What you should do: In the entries below, count every line containing "return". Reply with the number alone.

** Opening Provided data block **

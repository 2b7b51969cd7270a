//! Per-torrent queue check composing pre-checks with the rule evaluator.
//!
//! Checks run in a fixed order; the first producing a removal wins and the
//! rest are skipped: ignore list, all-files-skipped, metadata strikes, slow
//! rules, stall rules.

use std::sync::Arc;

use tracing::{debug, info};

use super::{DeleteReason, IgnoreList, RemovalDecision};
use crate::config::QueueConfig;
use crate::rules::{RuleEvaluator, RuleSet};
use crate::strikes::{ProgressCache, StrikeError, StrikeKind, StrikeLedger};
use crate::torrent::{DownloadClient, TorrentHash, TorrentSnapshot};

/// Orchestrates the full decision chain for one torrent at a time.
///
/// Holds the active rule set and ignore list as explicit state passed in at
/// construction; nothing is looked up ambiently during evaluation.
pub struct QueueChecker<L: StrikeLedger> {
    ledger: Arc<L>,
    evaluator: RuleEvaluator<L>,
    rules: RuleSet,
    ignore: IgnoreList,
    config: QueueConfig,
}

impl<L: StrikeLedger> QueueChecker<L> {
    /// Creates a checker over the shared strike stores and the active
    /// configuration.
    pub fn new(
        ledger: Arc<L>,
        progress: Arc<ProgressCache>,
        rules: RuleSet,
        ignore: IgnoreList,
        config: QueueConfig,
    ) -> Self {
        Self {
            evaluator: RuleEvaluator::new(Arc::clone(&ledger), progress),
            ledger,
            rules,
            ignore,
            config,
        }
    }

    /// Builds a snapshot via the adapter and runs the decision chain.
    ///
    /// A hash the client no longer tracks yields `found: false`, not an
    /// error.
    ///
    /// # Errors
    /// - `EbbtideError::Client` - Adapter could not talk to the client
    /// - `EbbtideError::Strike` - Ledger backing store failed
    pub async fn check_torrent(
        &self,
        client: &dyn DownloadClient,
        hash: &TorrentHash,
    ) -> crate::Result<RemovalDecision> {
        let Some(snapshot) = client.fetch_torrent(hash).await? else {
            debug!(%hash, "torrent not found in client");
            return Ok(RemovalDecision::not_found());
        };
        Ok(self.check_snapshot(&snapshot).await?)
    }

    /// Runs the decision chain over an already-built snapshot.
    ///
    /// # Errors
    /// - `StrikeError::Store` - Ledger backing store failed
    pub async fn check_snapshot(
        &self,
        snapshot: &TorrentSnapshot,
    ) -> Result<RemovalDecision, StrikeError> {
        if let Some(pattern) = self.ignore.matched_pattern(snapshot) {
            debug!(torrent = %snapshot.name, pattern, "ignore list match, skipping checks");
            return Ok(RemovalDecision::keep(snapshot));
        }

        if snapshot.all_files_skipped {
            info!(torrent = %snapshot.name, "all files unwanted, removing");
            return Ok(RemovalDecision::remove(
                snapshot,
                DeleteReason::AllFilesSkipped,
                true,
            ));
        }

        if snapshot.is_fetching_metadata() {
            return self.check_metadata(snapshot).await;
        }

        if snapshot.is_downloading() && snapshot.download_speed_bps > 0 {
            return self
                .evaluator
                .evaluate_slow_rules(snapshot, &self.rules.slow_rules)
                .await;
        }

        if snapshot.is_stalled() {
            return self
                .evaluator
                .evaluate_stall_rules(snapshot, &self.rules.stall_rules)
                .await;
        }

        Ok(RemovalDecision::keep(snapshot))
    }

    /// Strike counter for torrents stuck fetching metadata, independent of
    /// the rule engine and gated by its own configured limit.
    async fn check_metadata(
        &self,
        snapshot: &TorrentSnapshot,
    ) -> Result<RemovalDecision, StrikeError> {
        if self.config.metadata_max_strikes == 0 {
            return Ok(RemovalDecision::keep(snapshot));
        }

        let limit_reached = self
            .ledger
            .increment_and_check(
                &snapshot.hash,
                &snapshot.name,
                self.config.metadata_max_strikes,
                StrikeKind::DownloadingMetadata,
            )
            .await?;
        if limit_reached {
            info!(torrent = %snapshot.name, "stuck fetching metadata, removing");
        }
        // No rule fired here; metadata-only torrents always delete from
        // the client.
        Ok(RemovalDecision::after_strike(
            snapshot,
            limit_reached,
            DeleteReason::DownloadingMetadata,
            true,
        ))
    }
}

** Closing Provided data block **

Reply: 7